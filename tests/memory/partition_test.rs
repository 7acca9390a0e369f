/*!
 * Partition Tests
 * Splitting, coalescing and compaction through the public allocator API
 */

use memsim::memory::{BlockIds, MemoryBlock, Owner};
use memsim::{BlockExtent, MemoryManager, MemoryInfo, Strategy};
use pretty_assertions::assert_eq;

/// (size, owner) pairs in address order
fn shape(mm: &MemoryManager) -> Vec<(usize, Option<u32>)> {
    mm.layout().iter().map(|b| (b.size, b.owner)).collect()
}

/// [p1 20][free 30][p3 20][free 30]
fn fragmented() -> MemoryManager {
    let mut mm = MemoryManager::new(100, Strategy::FirstFit).unwrap();
    mm.allocate(20, 1).unwrap();
    let hole = mm.allocate(30, 2).unwrap();
    mm.allocate(20, 3).unwrap();
    mm.free(hole).unwrap();
    mm
}

#[test]
fn test_split_sums_to_original() {
    let mut ids = BlockIds::new();
    let block = MemoryBlock::new(ids.next_id(), 80);

    let (owned, rest) = block.split(30, 5, &mut ids).unwrap();
    let rest = rest.unwrap();
    assert_eq!(owned.size() + rest.size(), 80);
    assert_eq!(owned.owner(), Owner::Process(5));
    assert_eq!(rest.owner(), Owner::Free);

    let (whole, none) = block.split(80, 5, &mut ids).unwrap();
    assert_eq!(whole.size(), 80);
    assert!(none.is_none());
}

#[test]
fn test_compaction_scenario() {
    let mut mm = fragmented();
    assert_eq!(
        shape(&mm),
        vec![(20, Some(1)), (30, None), (20, Some(3)), (30, None)]
    );

    mm.compact();

    assert_eq!(shape(&mm), vec![(20, Some(1)), (20, Some(3)), (60, None)]);
    let extents: Vec<BlockExtent> = mm.layout().iter().map(|b| b.extent).collect();
    assert_eq!(
        extents,
        vec![
            BlockExtent { start: 0, end: 19 },
            BlockExtent { start: 20, end: 39 },
            BlockExtent { start: 40, end: 99 },
        ]
    );
    assert_eq!(mm.compact_count(), 1);
}

#[test]
fn test_compact_is_idempotent() {
    let mut mm = fragmented();
    let allocated = mm.stats().allocated;

    mm.compact();
    let once = mm.layout();
    mm.compact();

    assert_eq!(mm.layout(), once);
    assert_eq!(mm.stats().allocated, allocated);
    assert_eq!(mm.compact_count(), 2);
}

#[test]
fn test_coalesce_is_idempotent() {
    let mut mm = MemoryManager::new(100, Strategy::BestFit).unwrap();
    let a = mm.allocate(10, 1).unwrap();
    let b = mm.allocate(10, 2).unwrap();
    mm.allocate(10, 3).unwrap();
    let d = mm.allocate(10, 4).unwrap();
    mm.free(a).unwrap();
    mm.free(b).unwrap();
    mm.free(d).unwrap();

    mm.coalesce();
    let once = mm.layout();
    mm.coalesce();

    assert_eq!(mm.layout(), once);
    assert_eq!(shape(&mm), vec![(20, None), (10, Some(3)), (70, None)]);
    assert!(mm.is_coalesced());
}

#[test]
fn test_handles_survive_compaction() {
    let mut mm = MemoryManager::new(100, Strategy::FirstFit).unwrap();
    let a = mm.allocate(25, 1).unwrap();
    let b = mm.allocate(25, 2).unwrap();
    mm.free(a).unwrap();

    mm.compact();

    assert_eq!(mm.extent_of(b), Some(BlockExtent { start: 0, end: 24 }));
    assert_eq!(mm.owner_of(b), Some(2));
    assert_eq!(mm.owner_of(a), None);
}

#[test]
fn test_free_capacity_counts_every_hole() {
    let mm = fragmented();
    let stats = mm.stats();
    assert_eq!(stats.free, 60);
    assert_eq!(stats.largest_free, 30);
    assert_eq!(stats.free_blocks, 2);
    assert!((stats.fragmentation() - 0.5).abs() < f64::EPSILON);
}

* * *

To do: Transcribe every line of the records exactly, please.

Expected answer:
filename tests/memory/partition_test.rs
repository 7acca9390a0e369f
/*!
 * Partition Tests
 * Splitting, coalescing and compaction through the public allocator API
 */

use memsim::memory::{BlockIds, MemoryBlock, Owner};
use memsim::{BlockExtent, MemoryManager, MemoryInfo, Strategy};
use pretty_assertions::assert_eq;

/// (size, owner) pairs in address order
fn shape(mm: &MemoryManager) -> Vec<(usize, Option<u32>)> {
    mm.layout().iter().map(|b| (b.size, b.owner)).collect()
}

/// [p1 20][free 30][p3 20][free 30]
fn fragmented() -> MemoryManager {
    let mut mm = MemoryManager::new(100, Strategy::FirstFit).unwrap();
    mm.allocate(20, 1).unwrap();
    let hole = mm.allocate(30, 2).unwrap();
    mm.allocate(20, 3).unwrap();
    mm.free(hole).unwrap();
    mm
}

#[test]
fn test_split_sums_to_original() {
    let mut ids = BlockIds::new();
    let block = MemoryBlock::new(ids.next_id(), 80);

    let (owned, rest) = block.split(30, 5, &mut ids).unwrap();
    let rest = rest.unwrap();
    assert_eq!(owned.size() + rest.size(), 80);
    assert_eq!(owned.owner(), Owner::Process(5));
    assert_eq!(rest.owner(), Owner::Free);

    let (whole, none) = block.split(80, 5, &mut ids).unwrap();
    assert_eq!(whole.size(), 80);
    assert!(none.is_none());
}

#[test]
fn test_compaction_scenario() {
    let mut mm = fragmented();
    assert_eq!(
        shape(&mm),
        vec![(20, Some(1)), (30, None), (20, Some(3)), (30, None)]
    );

    mm.compact();

    assert_eq!(shape(&mm), vec![(20, Some(1)), (20, Some(3)), (60, None)]);
    let extents: Vec<BlockExtent> = mm.layout().iter().map(|b| b.extent).collect();
    assert_eq!(
        extents,
        vec![
            BlockExtent { start: 0, end: 19 },
            BlockExtent { start: 20, end: 39 },
            BlockExtent { start: 40, end: 99 },
        ]
    );
    assert_eq!(mm.compact_count(), 1);
}

#[test]
fn test_compact_is_idempotent() {
    let mut mm = fragmented();
    let allocated = mm.stats().allocated;

    mm.compact();
    let once = mm.layout();
    mm.compact();

    assert_eq!(mm.layout(), once);
    assert_eq!(mm.stats().allocated, allocated);
    assert_eq!(mm.compact_count(), 2);
}

#[test]
fn test_coalesce_is_idempotent() {
    let mut mm = MemoryManager::new(100, Strategy::BestFit).unwrap();
    let a = mm.allocate(10, 1).unwrap();
    let b = mm.allocate(10, 2).unwrap();
    mm.allocate(10, 3).unwrap();
    let d = mm.allocate(10, 4).unwrap();
    mm.free(a).unwrap();
    mm.free(b).unwrap();
    mm.free(d).unwrap();

    mm.coalesce();
    let once = mm.layout();
    mm.coalesce();

    assert_eq!(mm.layout(), once);
    assert_eq!(shape(&mm), vec![(20, None), (10, Some(3)), (70, None)]);
    assert!(mm.is_coalesced());
}

#[test]
fn test_handles_survive_compaction() {
    let mut mm = MemoryManager::new(100, Strategy::FirstFit).unwrap();
    let a = mm.allocate(25, 1).unwrap();
    let b = mm.allocate(25, 2).unwrap();
    mm.free(a).unwrap();

    mm.compact();

    assert_eq!(mm.extent_of(b), Some(BlockExtent { start: 0, end: 24 }));
    assert_eq!(mm.owner_of(b), Some(2));
    assert_eq!(mm.owner_of(a), None);
}

#[test]
fn test_free_capacity_counts_every_hole() {
    let mm = fragmented();
    let stats = mm.stats();
    assert_eq!(stats.free, 60);
    assert_eq!(stats.largest_free, 30);
    assert_eq!(stats.free_blocks, 2);
    assert!((stats.fragmentation() - 0.5).abs() < f64::EPSILON);
}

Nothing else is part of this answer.